Task item –
Would you retype each record exactly as given?

Materials provided START

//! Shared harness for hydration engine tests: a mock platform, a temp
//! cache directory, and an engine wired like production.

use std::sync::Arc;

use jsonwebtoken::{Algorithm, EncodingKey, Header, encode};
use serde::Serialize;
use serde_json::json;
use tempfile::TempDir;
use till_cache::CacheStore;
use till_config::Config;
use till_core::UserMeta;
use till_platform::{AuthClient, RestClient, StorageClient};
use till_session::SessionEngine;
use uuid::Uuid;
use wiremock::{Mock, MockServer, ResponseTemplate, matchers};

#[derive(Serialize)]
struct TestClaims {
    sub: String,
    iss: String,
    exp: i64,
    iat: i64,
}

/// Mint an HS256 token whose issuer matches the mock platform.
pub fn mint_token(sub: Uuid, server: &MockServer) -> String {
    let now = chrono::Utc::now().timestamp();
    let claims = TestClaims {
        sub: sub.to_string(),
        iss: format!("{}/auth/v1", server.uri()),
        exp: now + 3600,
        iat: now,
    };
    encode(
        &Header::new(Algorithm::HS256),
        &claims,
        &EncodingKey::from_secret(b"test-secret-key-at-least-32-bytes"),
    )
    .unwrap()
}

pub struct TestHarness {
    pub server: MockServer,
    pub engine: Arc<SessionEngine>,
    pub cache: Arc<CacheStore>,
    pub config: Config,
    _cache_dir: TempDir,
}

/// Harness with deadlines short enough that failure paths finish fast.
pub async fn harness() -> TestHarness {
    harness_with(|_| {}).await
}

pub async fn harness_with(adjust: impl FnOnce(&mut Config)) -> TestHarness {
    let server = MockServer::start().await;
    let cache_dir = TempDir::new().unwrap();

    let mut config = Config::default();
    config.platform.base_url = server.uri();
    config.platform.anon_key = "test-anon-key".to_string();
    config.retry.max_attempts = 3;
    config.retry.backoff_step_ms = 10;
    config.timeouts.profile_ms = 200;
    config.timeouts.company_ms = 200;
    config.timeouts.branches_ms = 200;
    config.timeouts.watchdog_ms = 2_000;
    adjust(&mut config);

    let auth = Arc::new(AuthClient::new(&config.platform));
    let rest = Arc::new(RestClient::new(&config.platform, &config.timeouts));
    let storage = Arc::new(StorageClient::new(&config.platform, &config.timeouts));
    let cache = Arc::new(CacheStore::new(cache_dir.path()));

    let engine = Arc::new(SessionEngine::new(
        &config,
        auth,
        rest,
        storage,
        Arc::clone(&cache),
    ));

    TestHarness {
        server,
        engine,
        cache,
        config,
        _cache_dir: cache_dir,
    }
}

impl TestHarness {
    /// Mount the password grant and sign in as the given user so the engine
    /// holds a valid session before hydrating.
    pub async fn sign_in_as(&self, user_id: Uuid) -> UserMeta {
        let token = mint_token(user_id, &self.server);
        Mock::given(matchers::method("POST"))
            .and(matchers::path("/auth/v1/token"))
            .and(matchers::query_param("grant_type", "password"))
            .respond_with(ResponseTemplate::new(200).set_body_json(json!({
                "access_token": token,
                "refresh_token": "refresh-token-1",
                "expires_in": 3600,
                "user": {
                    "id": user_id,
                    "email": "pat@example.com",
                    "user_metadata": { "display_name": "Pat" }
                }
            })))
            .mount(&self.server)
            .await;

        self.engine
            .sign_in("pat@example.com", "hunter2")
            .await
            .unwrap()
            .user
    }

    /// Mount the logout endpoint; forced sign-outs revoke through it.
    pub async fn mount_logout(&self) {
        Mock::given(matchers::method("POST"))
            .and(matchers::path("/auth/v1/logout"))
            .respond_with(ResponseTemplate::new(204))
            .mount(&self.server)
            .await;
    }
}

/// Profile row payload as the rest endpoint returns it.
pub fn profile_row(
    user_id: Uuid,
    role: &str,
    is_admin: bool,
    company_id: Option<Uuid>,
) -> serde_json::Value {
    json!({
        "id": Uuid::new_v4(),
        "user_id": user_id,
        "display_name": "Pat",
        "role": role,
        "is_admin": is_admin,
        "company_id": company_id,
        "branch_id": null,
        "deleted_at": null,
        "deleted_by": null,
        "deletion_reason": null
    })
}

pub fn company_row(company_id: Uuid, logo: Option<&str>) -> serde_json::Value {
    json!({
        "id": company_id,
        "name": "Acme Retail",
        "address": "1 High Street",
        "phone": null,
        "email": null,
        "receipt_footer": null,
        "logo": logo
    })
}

Materials provided END

Answer to the problem –
//! Shared harness for hydration engine tests: a mock platform, a temp
//! cache directory, and an engine wired like production.

use std::sync::Arc;

use jsonwebtoken::{Algorithm, EncodingKey, Header, encode};
use serde::Serialize;
use serde_json::json;
use tempfile::TempDir;
use till_cache::CacheStore;
use till_config::Config;
use till_core::UserMeta;
use till_platform::{AuthClient, RestClient, StorageClient};
use till_session::SessionEngine;
use uuid::Uuid;
use wiremock::{Mock, MockServer, ResponseTemplate, matchers};

#[derive(Serialize)]
struct TestClaims {
    sub: String,
    iss: String,
    exp: i64,
    iat: i64,
}

/// Mint an HS256 token whose issuer matches the mock platform.
pub fn mint_token(sub: Uuid, server: &MockServer) -> String {
    let now = chrono::Utc::now().timestamp();
    let claims = TestClaims {
        sub: sub.to_string(),
        iss: format!("{}/auth/v1", server.uri()),
        exp: now + 3600,
        iat: now,
    };
    encode(
        &Header::new(Algorithm::HS256),
        &claims,
        &EncodingKey::from_secret(b"test-secret-key-at-least-32-bytes"),
    )
    .unwrap()
}

pub struct TestHarness {
    pub server: MockServer,
    pub engine: Arc<SessionEngine>,
    pub cache: Arc<CacheStore>,
    pub config: Config,
    _cache_dir: TempDir,
}

/// Harness with deadlines short enough that failure paths finish fast.
pub async fn harness() -> TestHarness {
    harness_with(|_| {}).await
}

pub async fn harness_with(adjust: impl FnOnce(&mut Config)) -> TestHarness {
    let server = MockServer::start().await;
    let cache_dir = TempDir::new().unwrap();

    let mut config = Config::default();
    config.platform.base_url = server.uri();
    config.platform.anon_key = "test-anon-key".to_string();
    config.retry.max_attempts = 3;
    config.retry.backoff_step_ms = 10;
    config.timeouts.profile_ms = 200;
    config.timeouts.company_ms = 200;
    config.timeouts.branches_ms = 200;
    config.timeouts.watchdog_ms = 2_000;
    adjust(&mut config);

    let auth = Arc::new(AuthClient::new(&config.platform));
    let rest = Arc::new(RestClient::new(&config.platform, &config.timeouts));
    let storage = Arc::new(StorageClient::new(&config.platform, &config.timeouts));
    let cache = Arc::new(CacheStore::new(cache_dir.path()));

    let engine = Arc::new(SessionEngine::new(
        &config,
        auth,
        rest,
        storage,
        Arc::clone(&cache),
    ));

    TestHarness {
        server,
        engine,
        cache,
        config,
        _cache_dir: cache_dir,
    }
}

impl TestHarness {
    /// Mount the password grant and sign in as the given user so the engine
    /// holds a valid session before hydrating.
    pub async fn sign_in_as(&self, user_id: Uuid) -> UserMeta {
        let token = mint_token(user_id, &self.server);
        Mock::given(matchers::method("POST"))
            .and(matchers::path("/auth/v1/token"))
            .and(matchers::query_param("grant_type", "password"))
            .respond_with(ResponseTemplate::new(200).set_body_json(json!({
                "access_token": token,
                "refresh_token": "refresh-token-1",
                "expires_in": 3600,
                "user": {
                    "id": user_id,
                    "email": "pat@example.com",
                    "user_metadata": { "display_name": "Pat" }
                }
            })))
            .mount(&self.server)
            .await;

        self.engine
            .sign_in("pat@example.com", "hunter2")
            .await
            .unwrap()
            .user
    }

    /// Mount the logout endpoint; forced sign-outs revoke through it.
    pub async fn mount_logout(&self) {
        Mock::given(matchers::method("POST"))
            .and(matchers::path("/auth/v1/logout"))
            .respond_with(ResponseTemplate::new(204))
            .mount(&self.server)
            .await;
    }
}

/// Profile row payload as the rest endpoint returns it.
pub fn profile_row(
    user_id: Uuid,
    role: &str,
    is_admin: bool,
    company_id: Option<Uuid>,
) -> serde_json::Value {
    json!({
        "id": Uuid::new_v4(),
        "user_id": user_id,
        "display_name": "Pat",
        "role": role,
        "is_admin": is_admin,
        "company_id": company_id,
        "branch_id": null,
        "deleted_at": null,
        "deleted_by": null,
        "deletion_reason": null
    })
}

pub fn company_row(company_id: Uuid, logo: Option<&str>) -> serde_json::Value {
    json!({
        "id": company_id,
        "name": "Acme Retail",
        "address": "1 High Street",
        "phone": null,
        "email": null,
        "receipt_footer": null,
        "logo": logo
    })
}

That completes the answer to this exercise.